Start of Block

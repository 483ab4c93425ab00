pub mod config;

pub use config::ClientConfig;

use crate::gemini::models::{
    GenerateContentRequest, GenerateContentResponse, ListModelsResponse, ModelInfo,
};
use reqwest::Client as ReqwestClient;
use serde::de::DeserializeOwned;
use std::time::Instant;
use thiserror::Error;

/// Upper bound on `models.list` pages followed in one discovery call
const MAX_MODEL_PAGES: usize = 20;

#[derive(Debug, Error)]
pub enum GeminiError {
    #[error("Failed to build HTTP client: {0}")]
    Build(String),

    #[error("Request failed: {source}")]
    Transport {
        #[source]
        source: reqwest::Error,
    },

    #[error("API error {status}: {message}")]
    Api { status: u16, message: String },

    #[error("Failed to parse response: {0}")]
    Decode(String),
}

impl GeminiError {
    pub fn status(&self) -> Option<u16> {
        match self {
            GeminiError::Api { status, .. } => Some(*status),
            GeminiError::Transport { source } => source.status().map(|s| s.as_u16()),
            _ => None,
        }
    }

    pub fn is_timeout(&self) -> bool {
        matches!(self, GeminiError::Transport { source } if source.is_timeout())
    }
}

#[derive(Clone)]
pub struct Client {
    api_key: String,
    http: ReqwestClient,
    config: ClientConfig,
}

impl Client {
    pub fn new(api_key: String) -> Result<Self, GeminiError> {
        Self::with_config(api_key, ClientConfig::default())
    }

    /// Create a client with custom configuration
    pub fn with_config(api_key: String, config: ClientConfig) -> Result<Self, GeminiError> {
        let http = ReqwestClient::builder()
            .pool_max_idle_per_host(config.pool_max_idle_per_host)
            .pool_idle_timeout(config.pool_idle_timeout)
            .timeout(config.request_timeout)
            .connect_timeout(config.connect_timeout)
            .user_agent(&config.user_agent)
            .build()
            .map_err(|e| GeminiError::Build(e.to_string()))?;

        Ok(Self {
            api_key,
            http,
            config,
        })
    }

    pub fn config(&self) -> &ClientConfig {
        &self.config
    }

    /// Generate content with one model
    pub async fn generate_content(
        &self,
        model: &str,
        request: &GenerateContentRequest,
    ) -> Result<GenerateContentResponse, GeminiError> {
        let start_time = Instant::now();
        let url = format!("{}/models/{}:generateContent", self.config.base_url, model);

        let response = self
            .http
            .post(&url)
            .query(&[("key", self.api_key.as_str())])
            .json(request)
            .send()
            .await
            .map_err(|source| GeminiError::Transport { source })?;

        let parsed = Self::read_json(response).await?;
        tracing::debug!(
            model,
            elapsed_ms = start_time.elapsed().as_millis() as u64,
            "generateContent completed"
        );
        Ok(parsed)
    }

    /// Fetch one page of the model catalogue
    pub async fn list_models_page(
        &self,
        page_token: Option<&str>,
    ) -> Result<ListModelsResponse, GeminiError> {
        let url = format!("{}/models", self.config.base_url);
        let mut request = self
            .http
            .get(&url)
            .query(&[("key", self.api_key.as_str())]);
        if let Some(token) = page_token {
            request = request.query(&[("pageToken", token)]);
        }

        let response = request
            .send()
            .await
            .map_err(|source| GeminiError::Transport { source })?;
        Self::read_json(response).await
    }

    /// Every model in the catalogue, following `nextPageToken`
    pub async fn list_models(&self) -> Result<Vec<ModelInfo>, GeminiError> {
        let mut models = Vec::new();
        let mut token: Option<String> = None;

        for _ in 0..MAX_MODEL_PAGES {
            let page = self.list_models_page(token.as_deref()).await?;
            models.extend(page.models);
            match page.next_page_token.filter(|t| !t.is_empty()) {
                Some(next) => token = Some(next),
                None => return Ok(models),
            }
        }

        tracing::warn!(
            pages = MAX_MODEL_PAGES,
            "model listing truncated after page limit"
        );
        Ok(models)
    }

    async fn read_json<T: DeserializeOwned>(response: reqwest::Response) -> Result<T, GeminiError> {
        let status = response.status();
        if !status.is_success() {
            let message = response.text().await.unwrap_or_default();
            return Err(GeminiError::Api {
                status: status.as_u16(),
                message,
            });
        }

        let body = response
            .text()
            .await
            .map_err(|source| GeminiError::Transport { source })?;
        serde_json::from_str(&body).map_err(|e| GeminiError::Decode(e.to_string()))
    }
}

End of Block
Start of Block

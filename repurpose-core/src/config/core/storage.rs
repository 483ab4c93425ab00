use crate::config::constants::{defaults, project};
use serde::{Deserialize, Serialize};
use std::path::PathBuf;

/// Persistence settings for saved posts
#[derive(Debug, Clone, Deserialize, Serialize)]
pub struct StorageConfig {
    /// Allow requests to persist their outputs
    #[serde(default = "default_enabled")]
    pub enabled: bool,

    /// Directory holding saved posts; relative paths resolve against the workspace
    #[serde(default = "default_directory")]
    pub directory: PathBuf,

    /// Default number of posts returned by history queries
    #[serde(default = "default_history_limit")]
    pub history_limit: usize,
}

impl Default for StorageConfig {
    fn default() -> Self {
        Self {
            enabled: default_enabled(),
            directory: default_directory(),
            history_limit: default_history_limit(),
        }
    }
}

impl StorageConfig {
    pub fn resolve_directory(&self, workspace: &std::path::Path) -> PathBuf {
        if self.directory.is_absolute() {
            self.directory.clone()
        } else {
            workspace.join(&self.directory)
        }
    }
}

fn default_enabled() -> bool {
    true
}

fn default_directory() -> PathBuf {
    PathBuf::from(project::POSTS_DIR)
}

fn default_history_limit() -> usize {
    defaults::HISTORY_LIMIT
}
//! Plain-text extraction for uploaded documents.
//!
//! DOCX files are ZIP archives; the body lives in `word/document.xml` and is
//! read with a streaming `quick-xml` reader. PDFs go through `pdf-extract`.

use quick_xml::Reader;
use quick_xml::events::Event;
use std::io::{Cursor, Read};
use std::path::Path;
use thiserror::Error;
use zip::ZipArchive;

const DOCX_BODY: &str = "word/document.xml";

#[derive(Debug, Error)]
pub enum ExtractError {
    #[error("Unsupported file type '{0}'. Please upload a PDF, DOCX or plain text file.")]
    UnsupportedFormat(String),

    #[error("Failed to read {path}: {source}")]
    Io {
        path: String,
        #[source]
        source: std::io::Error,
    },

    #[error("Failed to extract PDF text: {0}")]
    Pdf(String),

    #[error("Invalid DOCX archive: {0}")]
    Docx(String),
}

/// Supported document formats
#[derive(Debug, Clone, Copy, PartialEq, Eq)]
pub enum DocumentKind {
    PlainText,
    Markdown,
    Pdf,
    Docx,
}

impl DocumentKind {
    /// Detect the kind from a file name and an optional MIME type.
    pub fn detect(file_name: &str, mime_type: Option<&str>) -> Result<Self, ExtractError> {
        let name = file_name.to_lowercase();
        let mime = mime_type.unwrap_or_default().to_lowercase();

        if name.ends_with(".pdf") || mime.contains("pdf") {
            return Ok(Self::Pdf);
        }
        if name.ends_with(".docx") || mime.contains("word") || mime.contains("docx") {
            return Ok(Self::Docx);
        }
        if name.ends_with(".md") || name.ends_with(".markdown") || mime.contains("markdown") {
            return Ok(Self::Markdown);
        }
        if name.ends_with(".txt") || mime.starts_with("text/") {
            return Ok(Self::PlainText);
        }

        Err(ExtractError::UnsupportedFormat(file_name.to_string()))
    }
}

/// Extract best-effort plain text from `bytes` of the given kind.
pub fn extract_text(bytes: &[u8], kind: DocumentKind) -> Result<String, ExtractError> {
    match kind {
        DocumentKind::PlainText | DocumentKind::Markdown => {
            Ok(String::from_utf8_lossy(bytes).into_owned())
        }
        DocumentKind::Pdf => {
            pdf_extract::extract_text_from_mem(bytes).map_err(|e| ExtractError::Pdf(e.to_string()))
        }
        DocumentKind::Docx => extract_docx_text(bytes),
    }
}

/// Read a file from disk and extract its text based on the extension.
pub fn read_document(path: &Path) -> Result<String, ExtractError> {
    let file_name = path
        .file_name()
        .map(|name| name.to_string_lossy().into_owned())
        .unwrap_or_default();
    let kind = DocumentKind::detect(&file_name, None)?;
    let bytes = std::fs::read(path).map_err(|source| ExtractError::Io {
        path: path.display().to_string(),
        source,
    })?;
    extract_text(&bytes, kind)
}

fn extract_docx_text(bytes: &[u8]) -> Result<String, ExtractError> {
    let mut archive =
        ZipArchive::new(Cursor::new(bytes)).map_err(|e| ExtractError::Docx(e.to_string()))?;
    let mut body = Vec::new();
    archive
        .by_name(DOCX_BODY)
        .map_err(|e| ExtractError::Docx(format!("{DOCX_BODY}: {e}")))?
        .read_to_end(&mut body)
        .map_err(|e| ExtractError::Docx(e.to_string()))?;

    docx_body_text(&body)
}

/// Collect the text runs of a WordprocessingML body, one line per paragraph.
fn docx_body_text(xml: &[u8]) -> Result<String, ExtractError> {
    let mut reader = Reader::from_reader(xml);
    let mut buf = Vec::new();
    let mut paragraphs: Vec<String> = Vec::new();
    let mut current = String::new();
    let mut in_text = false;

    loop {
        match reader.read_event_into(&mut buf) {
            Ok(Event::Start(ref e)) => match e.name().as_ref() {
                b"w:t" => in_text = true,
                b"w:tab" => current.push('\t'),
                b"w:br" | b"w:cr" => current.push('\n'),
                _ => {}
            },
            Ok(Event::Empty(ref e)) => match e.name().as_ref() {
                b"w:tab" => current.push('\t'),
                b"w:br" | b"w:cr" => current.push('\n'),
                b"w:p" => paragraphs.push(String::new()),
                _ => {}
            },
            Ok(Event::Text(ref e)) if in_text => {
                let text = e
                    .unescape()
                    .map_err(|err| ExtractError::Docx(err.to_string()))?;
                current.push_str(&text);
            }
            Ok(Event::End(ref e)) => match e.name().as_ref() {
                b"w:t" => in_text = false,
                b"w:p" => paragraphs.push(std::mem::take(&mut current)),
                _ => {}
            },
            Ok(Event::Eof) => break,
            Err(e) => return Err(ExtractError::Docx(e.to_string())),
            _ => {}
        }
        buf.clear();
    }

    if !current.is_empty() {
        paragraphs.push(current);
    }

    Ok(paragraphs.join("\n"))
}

End of Block
Start of Block

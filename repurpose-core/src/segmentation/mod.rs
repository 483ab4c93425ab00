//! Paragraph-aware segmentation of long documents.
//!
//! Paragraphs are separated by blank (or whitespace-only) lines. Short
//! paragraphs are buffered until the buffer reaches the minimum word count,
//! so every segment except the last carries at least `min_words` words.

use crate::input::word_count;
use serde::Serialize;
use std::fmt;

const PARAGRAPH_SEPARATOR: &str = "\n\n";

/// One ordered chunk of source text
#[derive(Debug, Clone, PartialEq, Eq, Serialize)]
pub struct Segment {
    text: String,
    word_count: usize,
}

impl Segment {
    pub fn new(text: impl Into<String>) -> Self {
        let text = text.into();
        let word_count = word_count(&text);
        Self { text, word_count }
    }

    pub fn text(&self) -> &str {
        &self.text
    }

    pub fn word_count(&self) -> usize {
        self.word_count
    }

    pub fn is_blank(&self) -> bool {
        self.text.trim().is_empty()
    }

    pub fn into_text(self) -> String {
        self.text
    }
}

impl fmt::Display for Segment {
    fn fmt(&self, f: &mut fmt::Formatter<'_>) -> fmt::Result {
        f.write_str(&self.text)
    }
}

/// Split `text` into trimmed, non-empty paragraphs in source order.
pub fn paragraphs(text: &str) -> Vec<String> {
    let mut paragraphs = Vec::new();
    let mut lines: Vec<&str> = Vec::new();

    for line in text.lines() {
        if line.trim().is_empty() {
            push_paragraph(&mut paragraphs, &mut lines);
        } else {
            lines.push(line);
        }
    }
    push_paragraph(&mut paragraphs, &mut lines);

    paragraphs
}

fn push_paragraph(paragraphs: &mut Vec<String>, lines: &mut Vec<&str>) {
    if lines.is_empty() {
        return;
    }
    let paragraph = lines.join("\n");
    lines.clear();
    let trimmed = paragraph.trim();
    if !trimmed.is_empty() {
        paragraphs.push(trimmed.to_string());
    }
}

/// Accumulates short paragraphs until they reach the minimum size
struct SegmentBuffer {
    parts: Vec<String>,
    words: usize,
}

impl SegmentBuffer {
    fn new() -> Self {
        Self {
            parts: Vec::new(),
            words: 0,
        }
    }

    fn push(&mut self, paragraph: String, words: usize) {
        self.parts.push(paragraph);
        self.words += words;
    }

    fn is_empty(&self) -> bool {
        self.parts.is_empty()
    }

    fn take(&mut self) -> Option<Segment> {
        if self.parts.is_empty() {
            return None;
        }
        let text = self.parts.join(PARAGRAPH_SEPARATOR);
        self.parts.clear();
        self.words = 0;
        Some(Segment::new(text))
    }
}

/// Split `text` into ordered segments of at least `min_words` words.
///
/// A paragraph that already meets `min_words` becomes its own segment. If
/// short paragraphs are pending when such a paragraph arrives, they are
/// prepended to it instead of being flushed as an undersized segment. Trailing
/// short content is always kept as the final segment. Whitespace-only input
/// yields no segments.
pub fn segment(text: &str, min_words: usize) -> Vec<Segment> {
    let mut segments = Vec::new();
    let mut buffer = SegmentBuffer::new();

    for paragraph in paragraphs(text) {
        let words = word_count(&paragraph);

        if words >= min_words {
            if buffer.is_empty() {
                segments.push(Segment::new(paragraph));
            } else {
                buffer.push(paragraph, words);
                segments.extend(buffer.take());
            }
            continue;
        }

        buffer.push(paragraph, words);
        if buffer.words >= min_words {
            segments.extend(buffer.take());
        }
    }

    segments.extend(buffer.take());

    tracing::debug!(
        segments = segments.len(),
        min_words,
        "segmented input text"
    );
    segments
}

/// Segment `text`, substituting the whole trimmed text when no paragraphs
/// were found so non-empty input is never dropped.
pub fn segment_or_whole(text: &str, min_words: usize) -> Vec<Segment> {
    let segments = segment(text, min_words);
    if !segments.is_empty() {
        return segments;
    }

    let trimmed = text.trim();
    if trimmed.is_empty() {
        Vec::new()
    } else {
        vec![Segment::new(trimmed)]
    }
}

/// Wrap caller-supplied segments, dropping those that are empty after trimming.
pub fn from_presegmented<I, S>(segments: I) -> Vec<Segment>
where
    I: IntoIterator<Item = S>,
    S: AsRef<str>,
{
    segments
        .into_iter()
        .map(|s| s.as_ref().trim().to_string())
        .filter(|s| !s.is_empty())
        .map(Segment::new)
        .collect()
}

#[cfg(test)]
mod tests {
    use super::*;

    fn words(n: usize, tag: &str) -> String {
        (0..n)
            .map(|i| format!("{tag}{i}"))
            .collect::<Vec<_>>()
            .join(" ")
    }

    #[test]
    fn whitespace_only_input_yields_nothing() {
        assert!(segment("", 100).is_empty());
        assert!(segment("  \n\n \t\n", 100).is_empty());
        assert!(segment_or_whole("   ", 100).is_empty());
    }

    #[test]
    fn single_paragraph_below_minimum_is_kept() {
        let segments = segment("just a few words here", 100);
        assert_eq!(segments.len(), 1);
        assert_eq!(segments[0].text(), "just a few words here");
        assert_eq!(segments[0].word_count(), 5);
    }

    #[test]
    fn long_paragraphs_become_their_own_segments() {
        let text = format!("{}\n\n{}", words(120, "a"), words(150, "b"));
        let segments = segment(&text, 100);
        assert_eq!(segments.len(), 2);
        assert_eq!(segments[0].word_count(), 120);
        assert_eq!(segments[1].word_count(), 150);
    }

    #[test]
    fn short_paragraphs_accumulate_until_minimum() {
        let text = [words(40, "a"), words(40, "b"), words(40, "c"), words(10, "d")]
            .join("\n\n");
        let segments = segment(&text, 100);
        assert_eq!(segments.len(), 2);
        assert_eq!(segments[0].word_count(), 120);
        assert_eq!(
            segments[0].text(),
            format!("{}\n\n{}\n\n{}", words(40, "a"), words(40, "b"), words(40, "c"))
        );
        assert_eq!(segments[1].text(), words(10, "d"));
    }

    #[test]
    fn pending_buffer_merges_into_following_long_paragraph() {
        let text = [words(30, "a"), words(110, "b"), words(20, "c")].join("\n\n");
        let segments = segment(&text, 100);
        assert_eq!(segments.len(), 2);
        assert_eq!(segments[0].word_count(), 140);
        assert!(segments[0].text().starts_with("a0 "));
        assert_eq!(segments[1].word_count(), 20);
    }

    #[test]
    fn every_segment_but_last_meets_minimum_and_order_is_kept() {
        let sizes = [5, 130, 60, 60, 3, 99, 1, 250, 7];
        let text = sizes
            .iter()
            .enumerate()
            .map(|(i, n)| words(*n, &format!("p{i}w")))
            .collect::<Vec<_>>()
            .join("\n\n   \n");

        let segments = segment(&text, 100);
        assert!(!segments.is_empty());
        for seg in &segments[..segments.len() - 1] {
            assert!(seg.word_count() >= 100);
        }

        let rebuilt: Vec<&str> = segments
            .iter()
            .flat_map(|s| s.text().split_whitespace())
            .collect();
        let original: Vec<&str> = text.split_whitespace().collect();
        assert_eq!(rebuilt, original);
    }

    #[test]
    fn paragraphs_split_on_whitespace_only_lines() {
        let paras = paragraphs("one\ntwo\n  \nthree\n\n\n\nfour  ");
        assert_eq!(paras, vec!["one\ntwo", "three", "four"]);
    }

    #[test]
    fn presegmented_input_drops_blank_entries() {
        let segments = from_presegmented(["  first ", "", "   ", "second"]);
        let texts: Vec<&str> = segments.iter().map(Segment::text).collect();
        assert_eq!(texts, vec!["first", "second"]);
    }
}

End of Block

WHAT THE EXERCISE ASKS:
Return only those lines of the records that contain the string "UnsupportedFormat".

TASK RESPONSE:
    UnsupportedFormat(String),
        Err(ExtractError::UnsupportedFormat(file_name.to_string()))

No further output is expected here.